Cela va finir par devenir pratique habituelle. Depuis des mois, Mariano Rajoy gouverne avec une majorité relative au parlement espagnol, et l’Italie s’achemine vers une formule tout autant bancale. Les troisième et quatrième puissances européennes ne parviennent pas à sortir de leur crise politique propre et s’installent dans des solutions de fortune.

Confronté au triple échec que représente le résultat des indépendantistes au parlement catalan, la débâcle de son parti et le succès de Ciudadanos, le premier ministre espagnol ne peut plus espérer retourner la situation en sa faveur en convoquant des élections législatives anticipées afin de disposer d’une majorité absolue aux Cortes. Il vient d’en abandonner l’hypothèse. Embourbé dans une crise catalane devenant espagnole, il n’est plus le sauveur en qui les légitimistes auraient pu se reconnaître, désormais condamné à attendre la fin de la législature en 2020.

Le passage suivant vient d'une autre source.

use chrono::NaiveDate;
use log::info;
use std::sync::Arc;

use crate::prelude::{ProcessingParams, ProcessingStage, StageError, StageResult};
use crate::processing::align::SECONDS_PER_DAY;
use crate::processing::{
    BinAverageStage, LagCorrelator, ProfileMerger, QualityStage, RotationStage, TimeAligner,
};
use crate::record::{AlignmentSummary, InstrumentRecord, MergedProfile, RecordSource};
use crate::telemetry::{QcRecorder, WarningLog};

/// Clock years before this are firmware defaults, not real dates.
pub const PLAUSIBLE_YEAR_FLOOR: i32 = 1990;

/// Runs one cast from loaded records to a merged profile.
pub struct CastAssembler {
    params: ProcessingParams,
}

impl CastAssembler {
    pub fn new(params: ProcessingParams) -> Self {
        Self { params }
    }

    pub fn params(&self) -> &ProcessingParams {
        &self.params
    }

    /// Loads both instruments, then assembles. Any load failure aborts the cast.
    pub fn assemble_from_sources(
        &self,
        down: &dyn RecordSource,
        up: Option<&dyn RecordSource>,
    ) -> StageResult<MergedProfile> {
        info!("loading down-looker from {}", down.describe());
        let down_record = down.load()?;
        let up_record = match up {
            Some(source) => {
                info!("loading up-looker from {}", source.describe());
                Some(source.load()?)
            }
            None => None,
        };
        self.assemble(down_record, up_record)
    }

    pub fn assemble(
        &self,
        down: InstrumentRecord,
        up: Option<InstrumentRecord>,
    ) -> StageResult<MergedProfile> {
        if down.leader.is_up() {
            return Err(StageError::InvalidInput(format!(
                "{}: down-looker record reports upward orientation",
                down.leader.serial_number
            )));
        }
        if let Some(up) = &up {
            if !up.leader.is_up() {
                return Err(StageError::InvalidInput(format!(
                    "{}: up-looker record reports downward orientation",
                    up.leader.serial_number
                )));
            }
        }

        let recorder = Arc::new(QcRecorder::new());
        let mut log = WarningLog::new();

        let down = self.prepare(down, &mut log)?;
        let (down, _) = self.run_stages(down, &recorder, &mut log)?;

        let (down, up, alignment) = match up {
            Some(up) => {
                let up = self.prepare(up, &mut log)?;
                let (up, _) = self.run_stages(up, &recorder, &mut log)?;
                let (down, up, summary) = self.align(down, up, &mut log)?;
                (down, Some(up), Some(summary))
            }
            None => (down, None, None),
        };

        let mut profile = ProfileMerger::from_params(&self.params).merge(&down, up.as_ref())?;

        let limit = self.params.three_beam_warning_fraction;
        let fractions = [
            ("down-looker", Some(profile.three_beam_fraction_down)),
            ("up-looker", profile.three_beam_fraction_up),
        ];
        for (name, fraction) in fractions {
            if let Some(fraction) = fraction.filter(|f| *f > limit) {
                log.warn(format!(
                    "{}: {:.0}% of samples are 3-beam solutions",
                    name,
                    fraction * 100.0
                ));
            }
        }

        profile.alignment = alignment;
        profile.qc = recorder.snapshot();
        profile.warnings = log.into_messages();
        info!(
            "assembled cast: {} ensembles x {} depth rows, {} warnings",
            profile.n_ensembles(),
            profile.n_depth(),
            profile.warnings.len()
        );
        Ok(profile)
    }

    /// Clock, pressure and time-offset corrections applied before rotation.
    fn prepare(&self, mut record: InstrumentRecord, log: &mut WarningLog) -> StageResult<InstrumentRecord> {
        let serial = record.leader.serial_number.clone();

        if record.clock_year < PLAUSIBLE_YEAR_FLOOR {
            let year = self.params.year_override.ok_or(StageError::ImplausibleYear {
                year: record.clock_year,
            })?;
            let shift = year_shift_days(record.clock_year, year)?;
            for ensemble in record.ensembles.iter_mut() {
                ensemble.time += shift;
            }
            log.warn(format!(
                "{}: clock year {} replaced by {}",
                serial, record.clock_year, year
            ));
            record.clock_year = year;
        }

        if self.params.zero_pressure {
            for ensemble in record.ensembles.iter_mut() {
                ensemble.pressure = 0.0;
                ensemble.pressure_std = 0.0;
            }
        }

        if record.leader.is_up() && self.params.up_time_offset_s != 0.0 {
            let offset = self.params.up_time_offset_s / SECONDS_PER_DAY;
            for ensemble in record.ensembles.iter_mut() {
                ensemble.time += offset;
            }
            log.record(&format!(
                "{}: clock shifted by {} s",
                serial, self.params.up_time_offset_s
            ));
        }
        Ok(record)
    }

    /// Rotation, bin averaging and quality screening for one instrument.
    /// Also returns the number of samples the chain turned into NaN.
    fn run_stages(
        &self,
        mut record: InstrumentRecord,
        recorder: &Arc<QcRecorder>,
        log: &mut WarningLog,
    ) -> StageResult<(InstrumentRecord, usize)> {
        let mut stages: Vec<Box<dyn ProcessingStage>> = vec![
            Box::new(RotationStage::new()),
            Box::new(BinAverageStage::new()),
            Box::new(QualityStage::new(Arc::clone(recorder))),
        ];
        let mut masked = 0;
        for stage in stages.iter_mut() {
            stage.initialize(&self.params)?;
            let result = stage.execute(record);
            stage.cleanup();
            let output = result?;
            masked += output.metadata.masked_samples;
            for note in &output.metadata.notes {
                log.record(note);
            }
            for warning in output.metadata.warnings {
                log.warn(warning);
            }
            record = output.record;
        }
        log.record(&format!(
            "{}: {} samples masked by rotation, averaging and screening",
            record.leader.serial_number, masked
        ));
        Ok((record, masked))
    }

    /// Puts both instruments on one ensemble index: ping check, optional
    /// resampling, then the lag-shifted overlap.
    fn align(
        &self,
        down: InstrumentRecord,
        up: InstrumentRecord,
        log: &mut WarningLog,
    ) -> StageResult<(InstrumentRecord, InstrumentRecord, AlignmentSummary)> {
        let aligner = TimeAligner::new(self.params.ping_rate_tolerance_s, self.params.resample);
        for warning in aligner.check_ping_rates(&down.times(), &up.times()) {
            log.warn(warning);
        }
        let resampled = aligner.resample(down, up);
        if resampled.unpaired > 0 {
            log.warn(format!(
                "{} ensembles had no partner within 1 s after resampling",
                resampled.unpaired
            ));
        }
        let (down, up) = (resampled.down, resampled.up);

        let down_w = down.vertical_velocity_series().to_vec();
        let up_w = up.vertical_velocity_series().to_vec();
        let lag = LagCorrelator::new(self.params.max_lag).find_lag(&down_w, &up_w);

        if lag.correlation.is_nan() {
            log.warn("no lag had enough overlapping vertical velocity; using lag 0");
        } else {
            if lag.lag.unsigned_abs() > self.params.lag_warning_threshold {
                log.warn(format!("large instrument lag of {} ensembles", lag.lag));
            }
            if lag.correlation < self.params.min_lag_correlation {
                log.warn(format!(
                    "low lag correlation {:.2} at lag {}",
                    lag.correlation, lag.lag
                ));
            }
        }

        let (down_idx, up_idx) =
            LagCorrelator::joint_indices(down.n_ensembles(), up.n_ensembles(), lag.lag);
        if down_idx.is_empty() {
            return Err(StageError::InvalidInput(format!(
                "instruments do not overlap at lag {}",
                lag.lag
            )));
        }
        info!(
            "lag {} ensembles (r = {:.3}), {} joint ensembles",
            lag.lag,
            lag.correlation,
            down_idx.len()
        );

        let summary = AlignmentSummary {
            resample: self.params.resample,
            unpaired: resampled.unpaired,
            lag: lag.lag,
            correlation: lag.correlation,
            joint_ensembles: down_idx.len(),
        };
        Ok((
            down.select_ensembles(&down_idx),
            up.select_ensembles(&up_idx),
            summary,
        ))
    }
}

Le président italien Sergio Mattarella va d’ici la fin de l’année dissoudre le Parlement, un acte impliquant la tenue de nouvelles élections en mars prochain probablement. Mais la configuration en trois candidatures d’un poids électoral proche des formations qui vont se présenter devant les électeurs va empêcher la proclamation d’un vainqueur muni d’une majorité parlementaire stable. La nouvelle loi électorale, qui avait été conçue pour écarter du pouvoir le Mouvement des 5 étoiles, en écarte tout le monde, une grande réussite !

Dans ces conditions, l’intention est prêtée au président de la République de donner au gouvernement actuel, dirigé par Paolo Gentiloni, la mission de poursuivre l’intérim qu’il a engagé, en attendant que la situation se décante, tout comme en Espagne. Si l’on y ajoute l’Allemagne, cela fait beaucoup de pays qui se trouvent dans la même situation d’incertitude politique prolongée.

Au sommet de l’Union, on se réunit et on s’agite par la force de l’habitude. À défaut de grandes décisions suivies d’effet, cela va être l’occasion de redistribuer les postes qui comptent. On tourne en rond.